Would you set down all of the entries below exactly as they stand?

== Extracted material ==

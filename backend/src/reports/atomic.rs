//! Replace-by-rename file writes.
//!
//! Payloads are first staged into temporary files next to their targets and
//! only then renamed over them. A rename within one directory is atomic, so a
//! reader sees either the old file or the new one, never a partial write.
//!
//! A batch is committed as a unit: targets are checked before the first
//! rename, and if a rename still fails the targets already replaced are
//! restored from backups taken just before the renames.

use std::fs;
use std::io::{self, Write};
use std::path::{Path, PathBuf};
use tempfile::NamedTempFile;
use tracing::warn;

use super::error::{ReportError, ReportResult};

/// A payload written to a temporary file, waiting to be renamed into place.
pub struct StagedFile {
    temp: NamedTempFile,
    target: PathBuf,
}

impl StagedFile {
    pub fn target(&self) -> &Path {
        &self.target
    }

    /// Rename the staged file over its target.
    pub fn commit(self) -> ReportResult<PathBuf> {
        let target = self.target;
        self.temp
            .persist(&target)
            .map_err(|e| ReportError::write_failure(&target, e.error))?;
        Ok(target)
    }
}

fn parent_dir(target: &Path) -> &Path {
    target
        .parent()
        .filter(|p| !p.as_os_str().is_empty())
        .unwrap_or_else(|| Path::new("."))
}

/// Write `bytes` to a hidden temporary file in the target's directory.
///
/// Dropping the returned value without committing removes the temporary file.
pub fn stage(target: &Path, bytes: &[u8]) -> ReportResult<StagedFile> {
    let mut temp = tempfile::Builder::new()
        .prefix(".tmp-")
        .tempfile_in(parent_dir(target))
        .map_err(|e| ReportError::write_failure(target, e))?;
    temp.write_all(bytes)
        .and_then(|_| temp.as_file().sync_all())
        .map_err(|e| ReportError::write_failure(target, e))?;

    Ok(StagedFile {
        temp,
        target: target.to_path_buf(),
    })
}

/// Stage every payload. Fails without touching any target.
pub fn stage_all(files: &[(PathBuf, Vec<u8>)]) -> ReportResult<Vec<StagedFile>> {
    files.iter().map(|(path, bytes)| stage(path, bytes)).collect()
}

/// Previous content of a target, kept until the whole batch is committed.
enum Backup {
    /// The target did not exist.
    Absent,
    Copy(NamedTempFile),
}

fn backup(target: &Path) -> ReportResult<Backup> {
    if !target.exists() {
        return Ok(Backup::Absent);
    }
    let copy = tempfile::Builder::new()
        .prefix(".bak-")
        .tempfile_in(parent_dir(target))
        .and_then(|copy| fs::copy(target, copy.path()).map(|_| copy))
        .map_err(|e| ReportError::write_failure(target, e))?;
    Ok(Backup::Copy(copy))
}

fn restore(target: &Path, backup: Backup) {
    let restored = match backup {
        Backup::Absent => fs::remove_file(target),
        Backup::Copy(copy) => copy.persist(target).map(|_| ()).map_err(|e| e.error),
    };
    if let Err(e) = restored {
        warn!(path = %target.display(), error = %e, "Failed to restore report after aborted commit");
    }
}

/// Rename every staged file over its target, all or nothing.
///
/// A target that is a directory aborts the batch before any rename. When a
/// rename fails midway, targets replaced so far get their previous content
/// back (or are removed if they did not exist).
pub fn commit_all(staged: Vec<StagedFile>) -> ReportResult<Vec<PathBuf>> {
    if let Some(file) = staged.iter().find(|f| f.target().is_dir()) {
        return Err(ReportError::write_failure(
            file.target(),
            io::Error::other("target is a directory"),
        ));
    }

    let backups = staged
        .iter()
        .map(|f| backup(f.target()))
        .collect::<ReportResult<Vec<_>>>()?;

    let mut committed: Vec<(PathBuf, Backup)> = Vec::with_capacity(staged.len());
    let mut backups = backups.into_iter();
    for file in staged {
        let previous = backups.next().unwrap_or(Backup::Absent);
        match file.commit() {
            Ok(path) => committed.push((path, previous)),
            Err(e) => {
                for (path, previous) in committed.into_iter().rev() {
                    restore(&path, previous);
                }
                return Err(e);
            }
        }
    }

    Ok(committed.into_iter().map(|(path, _)| path).collect())
}

/// Stage every payload, then commit them all.
pub fn write_all_atomic(files: Vec<(PathBuf, Vec<u8>)>) -> ReportResult<Vec<PathBuf>> {
    commit_all(stage_all(&files)?)
}

#[cfg(test)]
mod tests {
    use super::*;

    fn hidden_files(dir: &Path) -> Vec<String> {
        fs::read_dir(dir)
            .unwrap()
            .filter_map(|e| e.ok())
            .map(|e| e.file_name().to_string_lossy().into_owned())
            .filter(|n| n.starts_with(".tmp-") || n.starts_with(".bak-"))
            .collect()
    }

    #[test]
    fn test_write_replaces_existing_file() {
        let dir = tempfile::tempdir().unwrap();
        let target = dir.path().join("report.csv");
        fs::write(&target, b"old").unwrap();

        write_all_atomic(vec![(target.clone(), b"new".to_vec())]).unwrap();

        assert_eq!(fs::read(&target).unwrap(), b"new");
        assert!(hidden_files(dir.path()).is_empty());
    }

    #[test]
    fn test_staging_failure_leaves_targets_untouched() {
        let dir = tempfile::tempdir().unwrap();
        let good = dir.path().join("a.csv");
        fs::write(&good, b"old").unwrap();
        let bad = dir.path().join("missing").join("b.csv");

        let err = write_all_atomic(vec![
            (good.clone(), b"new".to_vec()),
            (bad, b"new".to_vec()),
        ])
        .unwrap_err();

        assert!(matches!(err, ReportError::WriteFailure { .. }));
        assert_eq!(fs::read(&good).unwrap(), b"old");
    }

    #[test]
    fn test_directory_target_aborts_before_any_rename() {
        let dir = tempfile::tempdir().unwrap();
        let first = dir.path().join("a.csv");
        fs::write(&first, b"old").unwrap();
        let blocked = dir.path().join("b.xlsx");
        fs::create_dir(&blocked).unwrap();
        fs::write(blocked.join("inner"), b"x").unwrap();

        let err = write_all_atomic(vec![
            (first.clone(), b"new".to_vec()),
            (blocked.clone(), b"new".to_vec()),
        ])
        .unwrap_err();

        assert!(matches!(err, ReportError::WriteFailure { ref path, .. } if *path == blocked));
        assert_eq!(fs::read(&first).unwrap(), b"old");
        assert!(hidden_files(dir.path()).is_empty());
    }

    #[test]
    fn test_failed_rename_restores_committed_targets() {
        let dir = tempfile::tempdir().unwrap();
        let existing = dir.path().join("a.csv");
        fs::write(&existing, b"old").unwrap();
        let fresh = dir.path().join("c.csv");
        let sub = dir.path().join("sub");
        fs::create_dir(&sub).unwrap();

        let staged = stage_all(&[
            (existing.clone(), b"new".to_vec()),
            (fresh.clone(), b"new".to_vec()),
            (sub.join("b.csv"), b"new".to_vec()),
        ])
        .unwrap();
        // The staged file of the last target disappears with its directory,
        // so its rename fails after the first two were committed.
        fs::remove_dir_all(&sub).unwrap();

        assert!(commit_all(staged).is_err());
        assert_eq!(fs::read(&existing).unwrap(), b"old");
        assert!(!fresh.exists());
        assert!(hidden_files(dir.path()).is_empty());
    }
}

===

● Answer area:
filename backend/src/reports/atomic.rs
//! Replace-by-rename file writes.
//!
//! Payloads are first staged into temporary files next to their targets and
//! only then renamed over them. A rename within one directory is atomic, so a
//! reader sees either the old file or the new one, never a partial write.
//!
//! A batch is committed as a unit: targets are checked before the first
//! rename, and if a rename still fails the targets already replaced are
//! restored from backups taken just before the renames.

use std::fs;
use std::io::{self, Write};
use std::path::{Path, PathBuf};
use tempfile::NamedTempFile;
use tracing::warn;

use super::error::{ReportError, ReportResult};

/// A payload written to a temporary file, waiting to be renamed into place.
pub struct StagedFile {
    temp: NamedTempFile,
    target: PathBuf,
}

impl StagedFile {
    pub fn target(&self) -> &Path {
        &self.target
    }

    /// Rename the staged file over its target.
    pub fn commit(self) -> ReportResult<PathBuf> {
        let target = self.target;
        self.temp
            .persist(&target)
            .map_err(|e| ReportError::write_failure(&target, e.error))?;
        Ok(target)
    }
}

fn parent_dir(target: &Path) -> &Path {
    target
        .parent()
        .filter(|p| !p.as_os_str().is_empty())
        .unwrap_or_else(|| Path::new("."))
}

/// Write `bytes` to a hidden temporary file in the target's directory.
///
/// Dropping the returned value without committing removes the temporary file.
pub fn stage(target: &Path, bytes: &[u8]) -> ReportResult<StagedFile> {
    let mut temp = tempfile::Builder::new()
        .prefix(".tmp-")
        .tempfile_in(parent_dir(target))
        .map_err(|e| ReportError::write_failure(target, e))?;
    temp.write_all(bytes)
        .and_then(|_| temp.as_file().sync_all())
        .map_err(|e| ReportError::write_failure(target, e))?;

    Ok(StagedFile {
        temp,
        target: target.to_path_buf(),
    })
}

/// Stage every payload. Fails without touching any target.
pub fn stage_all(files: &[(PathBuf, Vec<u8>)]) -> ReportResult<Vec<StagedFile>> {
    files.iter().map(|(path, bytes)| stage(path, bytes)).collect()
}

/// Previous content of a target, kept until the whole batch is committed.
enum Backup {
    /// The target did not exist.
    Absent,
    Copy(NamedTempFile),
}

fn backup(target: &Path) -> ReportResult<Backup> {
    if !target.exists() {
        return Ok(Backup::Absent);
    }
    let copy = tempfile::Builder::new()
        .prefix(".bak-")
        .tempfile_in(parent_dir(target))
        .and_then(|copy| fs::copy(target, copy.path()).map(|_| copy))
        .map_err(|e| ReportError::write_failure(target, e))?;
    Ok(Backup::Copy(copy))
}

fn restore(target: &Path, backup: Backup) {
    let restored = match backup {
        Backup::Absent => fs::remove_file(target),
        Backup::Copy(copy) => copy.persist(target).map(|_| ()).map_err(|e| e.error),
    };
    if let Err(e) = restored {
        warn!(path = %target.display(), error = %e, "Failed to restore report after aborted commit");
    }
}

/// Rename every staged file over its target, all or nothing.
///
/// A target that is a directory aborts the batch before any rename. When a
/// rename fails midway, targets replaced so far get their previous content
/// back (or are removed if they did not exist).
pub fn commit_all(staged: Vec<StagedFile>) -> ReportResult<Vec<PathBuf>> {
    if let Some(file) = staged.iter().find(|f| f.target().is_dir()) {
        return Err(ReportError::write_failure(
            file.target(),
            io::Error::other("target is a directory"),
        ));
    }

    let backups = staged
        .iter()
        .map(|f| backup(f.target()))
        .collect::<ReportResult<Vec<_>>>()?;

    let mut committed: Vec<(PathBuf, Backup)> = Vec::with_capacity(staged.len());
    let mut backups = backups.into_iter();
    for file in staged {
        let previous = backups.next().unwrap_or(Backup::Absent);
        match file.commit() {
            Ok(path) => committed.push((path, previous)),
            Err(e) => {
                for (path, previous) in committed.into_iter().rev() {
                    restore(&path, previous);
                }
                return Err(e);
            }
        }
    }

    Ok(committed.into_iter().map(|(path, _)| path).collect())
}

/// Stage every payload, then commit them all.
pub fn write_all_atomic(files: Vec<(PathBuf, Vec<u8>)>) -> ReportResult<Vec<PathBuf>> {
    commit_all(stage_all(&files)?)
}

#[cfg(test)]
mod tests {
    use super::*;

    fn hidden_files(dir: &Path) -> Vec<String> {
        fs::read_dir(dir)
            .unwrap()
            .filter_map(|e| e.ok())
            .map(|e| e.file_name().to_string_lossy().into_owned())
            .filter(|n| n.starts_with(".tmp-") || n.starts_with(".bak-"))
            .collect()
    }

    #[test]
    fn test_write_replaces_existing_file() {
        let dir = tempfile::tempdir().unwrap();
        let target = dir.path().join("report.csv");
        fs::write(&target, b"old").unwrap();

        write_all_atomic(vec![(target.clone(), b"new".to_vec())]).unwrap();

        assert_eq!(fs::read(&target).unwrap(), b"new");
        assert!(hidden_files(dir.path()).is_empty());
    }

    #[test]
    fn test_staging_failure_leaves_targets_untouched() {
        let dir = tempfile::tempdir().unwrap();
        let good = dir.path().join("a.csv");
        fs::write(&good, b"old").unwrap();
        let bad = dir.path().join("missing").join("b.csv");

        let err = write_all_atomic(vec![
            (good.clone(), b"new".to_vec()),
            (bad, b"new".to_vec()),
        ])
        .unwrap_err();

        assert!(matches!(err, ReportError::WriteFailure { .. }));
        assert_eq!(fs::read(&good).unwrap(), b"old");
    }

    #[test]
    fn test_directory_target_aborts_before_any_rename() {
        let dir = tempfile::tempdir().unwrap();
        let first = dir.path().join("a.csv");
        fs::write(&first, b"old").unwrap();
        let blocked = dir.path().join("b.xlsx");
        fs::create_dir(&blocked).unwrap();
        fs::write(blocked.join("inner"), b"x").unwrap();

        let err = write_all_atomic(vec![
            (first.clone(), b"new".to_vec()),
            (blocked.clone(), b"new".to_vec()),
        ])
        .unwrap_err();

        assert!(matches!(err, ReportError::WriteFailure { ref path, .. } if *path == blocked));
        assert_eq!(fs::read(&first).unwrap(), b"old");
        assert!(hidden_files(dir.path()).is_empty());
    }

    #[test]
    fn test_failed_rename_restores_committed_targets() {
        let dir = tempfile::tempdir().unwrap();
        let existing = dir.path().join("a.csv");
        fs::write(&existing, b"old").unwrap();
        let fresh = dir.path().join("c.csv");
        let sub = dir.path().join("sub");
        fs::create_dir(&sub).unwrap();

        let staged = stage_all(&[
            (existing.clone(), b"new".to_vec()),
            (fresh.clone(), b"new".to_vec()),
            (sub.join("b.csv"), b"new".to_vec()),
        ])
        .unwrap();
        // The staged file of the last target disappears with its directory,
        // so its rename fails after the first two were committed.
        fs::remove_dir_all(&sub).unwrap();

        assert!(commit_all(staged).is_err());
        assert_eq!(fs::read(&existing).unwrap(), b"old");
        assert!(!fresh.exists());
        assert!(hidden_files(dir.path()).is_empty());
    }
}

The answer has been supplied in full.